Trucos para educar a tu cachorro

¿Trucos para educar a tu cachorro? ¡Por supuesto!
Educarle implica constancia y paciencia pero con estos tipos puedes conseguir pequeños logros. 

 ✔️ Que te obedezca cuando le llamas para volver a casa

Cuando esté jugando en el parque, llámale para que venga. Felicítale efusivamente y dale un premio suculento como un pedazo de salchicha.

Paso dos: Ponle la correa. Pasead un minuto y vuélvele a soltar. De esta manera, asociará que si viene cuando le llamas recibirá un premio y no que le estás llamando para terminar el paseo.

En caso de que no acuda a vuestra llamada, correr detrás de él no suele dar resultado. La mejor opción es caminar en dirección opuesta. Acabará preocupándose y corriendo detrás de ti.

 

✔️ Que sea tu compañero más fiel

Dedicad todos los días al menos una horita a jugar con ellos para fortalecer vuestro vínculo de cariño y confianza.

✔️ Que haga sus necesidades siempre a la misma hora

Desde que llega a casa hay que marcarle una rutina. Siempre debe comer, acostarse y salir a la misma hora. De esta manera, tendrás controlados sus horarios y sabrás a qué horas va a necesitar salir a orinar.

Otro truco es no soltarle hasta que haga sus necesidades. Una vez hechas, déjale jugar a sus anchas. Si inmediatamente después de evacuar le pones la correa y te lo llevas a casa, intentará retrasar todo lo posible este momento.

✔️ Prevenir tendencias agresivas

A la hora de comer, introducid suavemente la mano en su plato y removed o dadle su comida a la vez que le habláis o acariciáis. Esto previene tendencias agresivas en el futuro.

¡Algunas razas tienden a proteger su comida con uñas y dientes!

✔️ Que no se zampe todo lo que se encuentra

Evitad darle de vuestra propia comida o dejarle comer los trozos y migas que caen al suelo.

Indicadle su “SITIO” cuando se acerque a la mesa a pediros comida. Sólo podrá comer de su recipiente.

De esta forma, cuando salga a la calle no se abalanzará sobre cualquier resto comestible y no molestará a otras personas que estén comiendo en lugares públicos.

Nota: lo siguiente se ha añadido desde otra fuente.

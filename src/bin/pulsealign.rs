//! pulsealign CLI
//!
//! Commands:
//! - generate: Write a synthetic device pair as NDJSON track files
//! - compare: Reconcile two track files and report agreement
//! - doctor: Diagnose configuration and environment

use clap::{Parser, Subcommand, ValueEnum};
use std::fs;
use std::io::{self, Read};
use std::path::{Path, PathBuf};
use std::process::ExitCode;

use pulsealign::profile::ProfileConfig;
use pulsealign::simulate::{DeviceConfig, SimulationConfig, DEFAULT_SEED};
use pulsealign::stats::StatsReporter;
use pulsealign::track::{TrackCodec, TRACK_SCHEMA_VERSION};
use pulsealign::types::RawStream;
use pulsealign::{compare_streams, generate_pair, CompareError, PULSEALIGN_VERSION};

/// pulsealign - Compare paired heart-rate tracks and simulate device pairs
#[derive(Parser)]
#[command(name = "pulsealign")]
#[command(version = PULSEALIGN_VERSION)]
#[command(about = "Reconcile paired heart-rate tracks", long_about = None)]
struct Cli {
    #[command(subcommand)]
    command: Commands,
}

#[derive(Subcommand)]
enum Commands {
    /// Generate a synthetic device pair as NDJSON track files
    Generate {
        /// Output directory for the track files
        #[arg(short, long, default_value = ".")]
        output_dir: PathBuf,

        /// Random seed; omit for fresh entropy, pass for reproducible output
        #[arg(long)]
        seed: Option<u64>,

        /// Use the fixed default seed (reproducible runs without choosing one)
        #[arg(long, conflicts_with = "seed")]
        reproducible: bool,

        /// Warmup duration in seconds
        #[arg(long, default_value = "300")]
        warmup_secs: f64,

        /// Exercise duration in seconds
        #[arg(long, default_value = "1200")]
        exercise_secs: f64,

        /// Cooldown duration in seconds
        #[arg(long, default_value = "300")]
        cooldown_secs: f64,

        /// Resting heart rate in bpm
        #[arg(long, default_value = "60")]
        resting_hr: f64,

        /// Exercise plateau heart rate in bpm
        #[arg(long, default_value = "150")]
        exercise_hr: f64,

        /// Sampling interval in seconds
        #[arg(long, default_value = "1")]
        sample_interval_secs: f64,

        /// Per-tick gap probability
        #[arg(long, default_value = "0.03")]
        gap_probability: f64,

        /// Per-tick duplicate-timestamp probability
        #[arg(long, default_value = "0.1")]
        duplicate_probability: f64,

        /// Half-width of the uniform per-device bias range in bpm
        #[arg(long, default_value = "10")]
        bias_bpm: f64,

        /// Noise mean-reversion rate (1/s)
        #[arg(long, default_value = "0.3")]
        noise_reversion_rate: f64,

        /// Noise volatility (bpm per root-second)
        #[arg(long, default_value = "2")]
        noise_volatility: f64,
    },

    /// Reconcile two track files and report agreement
    Compare {
        /// First device's track file (use - for stdin)
        track_a: PathBuf,

        /// Second device's track file
        track_b: PathBuf,

        /// Report format
        #[arg(long, default_value = "text")]
        format: ReportFormat,

        /// Write the aligned table as NDJSON for external plotting
        #[arg(long)]
        dump_aligned: Option<PathBuf>,
    },

    /// Diagnose configuration and environment
    Doctor {
        /// Output as JSON
        #[arg(long)]
        json: bool,
    },
}

#[derive(Clone, ValueEnum)]
enum ReportFormat {
    /// Human-readable summary block
    Text,
    /// Pretty-printed JSON report
    Json,
}

fn main() -> ExitCode {
    let cli = Cli::parse();

    match run(cli) {
        Ok(()) => ExitCode::SUCCESS,
        Err(e) => {
            eprintln!(
                "{}",
                serde_json::to_string(&CliError::from(e))
                    .unwrap_or_else(|_| "Unknown error".to_string())
            );
            ExitCode::FAILURE
        }
    }
}

fn run(cli: Cli) -> Result<(), PulseCliError> {
    match cli.command {
        Commands::Generate {
            output_dir,
            seed,
            reproducible,
            warmup_secs,
            exercise_secs,
            cooldown_secs,
            resting_hr,
            exercise_hr,
            sample_interval_secs,
            gap_probability,
            duplicate_probability,
            bias_bpm,
            noise_reversion_rate,
            noise_volatility,
        } => {
            let device = DeviceConfig {
                bias_range: (-bias_bpm, bias_bpm),
                noise_reversion_rate,
                noise_volatility,
                gap_probability,
                duplicate_probability,
                ..DeviceConfig::default()
            };
            let config = SimulationConfig {
                profile: ProfileConfig {
                    warmup_secs,
                    exercise_secs,
                    cooldown_secs,
                    resting_hr,
                    exercise_hr,
                    sample_interval_secs,
                },
                device_a: device.clone(),
                device_b: device,
                seed: match (seed, reproducible) {
                    (Some(s), _) => Some(s),
                    (None, true) => Some(DEFAULT_SEED),
                    (None, false) => None,
                },
                ..SimulationConfig::default()
            };
            cmd_generate(&output_dir, &config)
        }

        Commands::Compare {
            track_a,
            track_b,
            format,
            dump_aligned,
        } => cmd_compare(&track_a, &track_b, format, dump_aligned.as_deref()),

        Commands::Doctor { json } => cmd_doctor(json),
    }
}

fn cmd_generate(output_dir: &Path, config: &SimulationConfig) -> Result<(), PulseCliError> {
    fs::create_dir_all(output_dir)?;

    let (a, b) = generate_pair(config)?;

    let path_a = output_dir.join(format!("{}.ndjson", a.device));
    let path_b = output_dir.join(format!("{}.ndjson", b.device));
    TrackCodec::write_file(&a, &path_a)?;
    TrackCodec::write_file(&b, &path_b)?;

    println!("Generated synthetic track files:");
    println!("  {}: {} records", path_a.display(), a.len());
    println!("  {}: {} records", path_b.display(), b.len());
    Ok(())
}

fn cmd_compare(
    track_a: &Path,
    track_b: &Path,
    format: ReportFormat,
    dump_aligned: Option<&Path>,
) -> Result<(), PulseCliError> {
    let a = read_track(track_a)?;
    let b = read_track(track_b)?;

    let comparison = compare_streams(&a, &b)?;

    if let Some(path) = dump_aligned {
        let mut out = String::new();
        for row in &comparison.table.rows {
            out.push_str(&serde_json::to_string(row)?);
            out.push('\n');
        }
        fs::write(path, out)?;
    }

    match format {
        ReportFormat::Text => print!("{}", StatsReporter::render_text(&comparison.report)),
        ReportFormat::Json => println!("{}", StatsReporter::render_json(&comparison.report)?),
    }

    Ok(())
}

fn read_track(path: &Path) -> Result<RawStream, PulseCliError> {
    if path.to_string_lossy() == "-" {
        if atty::is(atty::Stream::Stdin) {
            return Err(PulseCliError::StdinIsTty);
        }
        let mut buffer = String::new();
        io::stdin().read_to_string(&mut buffer)?;
        Ok(TrackCodec::parse_ndjson(&buffer, "stdin")?)
    } else {
        Ok(TrackCodec::read_file(path)?)
    }
}

fn cmd_doctor(json: bool) -> Result<(), PulseCliError> {
    let checks = vec![
        DoctorCheck {
            name: "pulsealign_version".to_string(),
            status: CheckStatus::Ok,
            message: format!("pulsealign version {}", PULSEALIGN_VERSION),
        },
        DoctorCheck {
            name: "track_schema".to_string(),
            status: CheckStatus::Ok,
            message: format!("Track schema: {}", TRACK_SCHEMA_VERSION),
        },
        DoctorCheck {
            name: "default_config".to_string(),
            status: match ProfileConfig::default().validate() {
                Ok(()) => CheckStatus::Ok,
                Err(_) => CheckStatus::Error,
            },
            message: "Default profile configuration validates".to_string(),
        },
        DoctorCheck {
            name: "default_seed".to_string(),
            status: CheckStatus::Ok,
            message: format!("Reproducible default seed: {}", DEFAULT_SEED),
        },
    ];

    if json {
        println!("{}", serde_json::to_string_pretty(&checks)?);
    } else {
        println!("pulsealign doctor");
        println!("=================");
        for check in &checks {
            let marker = match check.status {
                CheckStatus::Ok => "ok",
                CheckStatus::Error => "error",
            };
            println!("  [{}] {}: {}", marker, check.name, check.message);
        }
    }

    if checks.iter().any(|c| matches!(c.status, CheckStatus::Error)) {
        Err(PulseCliError::DoctorFailed)
    } else {
        Ok(())
    }
}

#[derive(Debug)]
enum PulseCliError {
    Io(io::Error),
    Compare(CompareError),
    Json(serde_json::Error),
    StdinIsTty,
    DoctorFailed,
}

impl From<io::Error> for PulseCliError {
    fn from(e: io::Error) -> Self {
        PulseCliError::Io(e)
    }
}

impl From<CompareError> for PulseCliError {
    fn from(e: CompareError) -> Self {
        PulseCliError::Compare(e)
    }
}

impl From<serde_json::Error> for PulseCliError {
    fn from(e: serde_json::Error) -> Self {
        PulseCliError::Json(e)
    }
}

#[derive(serde::Serialize)]
struct CliError {
    code: String,
    message: String,
}

impl From<PulseCliError> for CliError {
    fn from(e: PulseCliError) -> Self {
        match e {
            PulseCliError::Io(e) => CliError {
                code: "io_error".to_string(),
                message: e.to_string(),
            },
            PulseCliError::Compare(e) => CliError {
                code: "compare_error".to_string(),
                message: e.to_string(),
            },
            PulseCliError::Json(e) => CliError {
                code: "json_error".to_string(),
                message: e.to_string(),
            },
            PulseCliError::StdinIsTty => CliError {
                code: "stdin_is_tty".to_string(),
                message: "stdin is a terminal; pipe NDJSON track data or pass a file".to_string(),
            },
            PulseCliError::DoctorFailed => CliError {
                code: "doctor_failed".to_string(),
                message: "One or more doctor checks failed".to_string(),
            },
        }
    }
}

#[derive(serde::Serialize)]
struct DoctorCheck {
    name: String,
    status: CheckStatus,
    message: String,
}

#[derive(serde::Serialize)]
#[serde(rename_all = "snake_case")]
enum CheckStatus {
    Ok,
    Error,
}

✔️ Que no muerda vuestras cosas

Si os destroza un calcetín un juguete o un zapato, nunca lo deis por perdido y se lo regaléis para que lo finiquite. Si lo hacéis, morderá todo lo que le apetezca ya que sabrá que, una vez bien mordido, pasará a ser suyo.

✔️ Que pierda el miedo

Si ves que se le eriza el vello, arquea el lomo y empieza a gruñir o ladrar, o, se pone tenso al cruzarse con un gato o cualquier otro animal u objeto, no hay que acortar la correa y alejarle. Todo lo contrario, hay que alargar la correa y dejarle interactuar: que se aleje, que se vaya acercando olfatenado, que se vaya familiarizando y que le vaya perdiendo el miedo.

¡Con estos pequeños trucos les ayudaréis a ser aún mejores de lo que ya son!